Best known for his hit "Pour le plaisir", Herbert Léonard has followed a singular path from yéyé rock to variety songs, without losing his attraction for soul. Born Hubert Lœnhardt in Strasbourg on February 25, 1945, he learned to play guitar and formed an amateur group, Les Jets, before joining Les Lionceaux in 1996, just before they split up. Based in Paris, he signed a contract with Mercury, which led to the recording of four albums influenced by soul and rock, as evidenced by his adaptations of Traffic or Jefferson Airplane ("Si je ne t'aimais qu'un peu"). His career, interrupted after a car accident, resumed in 1971 with a number of collaborations and a shared album with Alain Bashung. However, after several years of silence, it was through the intermediary of lyricist Vline Buggy and composer Julien Lepers, the future host of the TV show Questions pour un champion, that the singer achieved his greatest success in 1981 with the song "Pour le plaisir", certified platinum with over one and a half million copies sold. 1983 saw the release of the duet with Julie Pietri , "Amoureux fous", followed in 1985 by "Puissance et gloire", the theme song for the TV soap opera Châteauvallon, with music by Vladimir Cosma. In Quebec, "Flagrant délit" reached number one, while the album Laissez-Nous Rêver (1987) featured four Top 50 hits, including the No. 3 "Quand tu m'aimes". Twenty-two years after Les Lionceaux, Herbert Léonard returned to the Olympia in Paris, this time as a headliner. Although he scored another hit with the theme song for the Navarro series ("Navarro Blues" in 1989), broadcast between 1989 and 2007, the singer multiplied his albums and played the role of Frollo in the musical Notre-Dame de Paris in 2001. He took part in the nostalgic tours Âge tendre (2008, 2013 and 2017) and Âge tendre et têtes de bois (2010), recorded the albums Demi-Tour (2014) and Mise à Jour (2016), before being placed in an induced coma for a month after a pulmonary embolism in 2017. In 2020, he joined the tour Âge tendre, la tournée des idoles.
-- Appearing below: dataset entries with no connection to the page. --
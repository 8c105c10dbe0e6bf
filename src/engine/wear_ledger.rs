// ==========================================
// 定制制造扩展 - 工作站磨损台账引擎
// ==========================================
// 职责: 作业卡提交/取消时增减工作站累计数量
// 输入: 作业卡（工作站 + 完工数量）
// 输出: workstation.worked_quantity 原子更新
// 红线: 累计数量下限为 0；不修改 modified
// ==========================================

use crate::domain::job_card::JobCard;
use crate::repository::error::RepositoryResult;
use crate::repository::workstation_repo::WorkstationRepository;
use rusqlite::Connection;
use tracing::{debug, instrument};

// ==========================================
// WearLedgerEngine - 磨损台账引擎
// ==========================================
#[derive(Debug, Default)]
pub struct WearLedgerEngine;

impl WearLedgerEngine {
    pub fn new() -> Self {
        Self
    }

    /// 作业卡提交：累加完工数量
    #[instrument(skip(self, conn, job_card), fields(job_card = %job_card.name))]
    pub fn on_submit(&self, conn: &Connection, job_card: &JobCard) -> RepositoryResult<()> {
        self.apply_delta(conn, job_card, job_card.total_completed_qty)
    }

    /// 作业卡取消：扣减完工数量
    #[instrument(skip(self, conn, job_card), fields(job_card = %job_card.name))]
    pub fn on_cancel(&self, conn: &Connection, job_card: &JobCard) -> RepositoryResult<()> {
        self.apply_delta(conn, job_card, -job_card.total_completed_qty)
    }

    fn apply_delta(&self, conn: &Connection, job_card: &JobCard, delta: f64) -> RepositoryResult<()> {
        if delta == 0.0 || !delta.is_finite() {
            return Ok(());
        }

        let workstation = match job_card.workstation.as_deref().filter(|w| !w.is_empty()) {
            Some(w) => w,
            None => return Ok(()),
        };

        let affected = WorkstationRepository::increment_worked_quantity_on(conn, workstation, delta)?;

        if affected == 0 {
            debug!(workstation, "工作站不存在，跳过累计数量更新");
        } else {
            debug!(workstation, delta, "累计数量已更新");
        }
        Ok(())
    }
}

#[cfg(test)]
mod tests {
    use super::*;
    use crate::domain::workstation::Workstation;
    use std::sync::{Arc, Mutex};

    struct Fixture {
        engine: WearLedgerEngine,
        conn: Arc<Mutex<Connection>>,
    }

    impl Fixture {
        fn submit(&self, job_card: &JobCard) {
            self.engine.on_submit(&self.conn.lock().unwrap(), job_card).unwrap();
        }

        fn cancel(&self, job_card: &JobCard) {
            self.engine.on_cancel(&self.conn.lock().unwrap(), job_card).unwrap();
        }
    }

    fn setup() -> (Fixture, WorkstationRepository) {
        let conn = Connection::open_in_memory().unwrap();
        crate::db::init_schema(&conn).unwrap();
        let conn = Arc::new(Mutex::new(conn));
        let repo = WorkstationRepository::from_connection(conn.clone());
        repo.insert(&Workstation::new("WS-1", Some("P1".to_string()))).unwrap();
        (
            Fixture {
                engine: WearLedgerEngine::new(),
                conn,
            },
            repo,
        )
    }

    fn card(workstation: Option<&str>, qty: f64) -> JobCard {
        let mut jc = JobCard::new("JC-1");
        jc.workstation = workstation.map(str::to_string);
        jc.total_completed_qty = qty;
        jc
    }

    #[test]
    fn test_submit_then_cancel_restores_counter() {
        let (f, repo) = setup();
        repo.set_worked_quantity("WS-1", 10.0).unwrap();

        f.submit(&card(Some("WS-1"), 5.0));
        assert_eq!(repo.get_worked_quantity("WS-1").unwrap(), Some(15.0));

        f.cancel(&card(Some("WS-1"), 5.0));
        assert_eq!(repo.get_worked_quantity("WS-1").unwrap(), Some(10.0));
    }

    #[test]
    fn test_cancel_floors_at_zero() {
        let (f, repo) = setup();
        repo.set_worked_quantity("WS-1", 3.0).unwrap();

        f.cancel(&card(Some("WS-1"), 5.0));
        assert_eq!(repo.get_worked_quantity("WS-1").unwrap(), Some(0.0));
    }

    #[test]
    fn test_missing_workstation_and_zero_qty_are_noops() {
        let (f, repo) = setup();
        let before = repo.get_modified("WS-1").unwrap();

        f.submit(&card(None, 5.0));
        f.submit(&card(Some(""), 5.0));
        f.submit(&card(Some("WS-X"), 5.0));
        f.submit(&card(Some("WS-1"), 0.0));

        assert_eq!(repo.get_worked_quantity("WS-1").unwrap(), Some(0.0));
        assert_eq!(repo.get_modified("WS-1").unwrap(), before);
    }
}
Known to fans for his articles and books on military aviation, and in particular Soviet aircraft of the Second World War, Herbert Léonard published his autobiography Pour le plaisir et pour le reste in 2010. He died of lung cancer in Fontainebleaux, France, on March 2, 2025, at the age of 80. Since their meeting in 1967, he had been the companion, then husband, of singer Cléo (née Chantal Rousselot).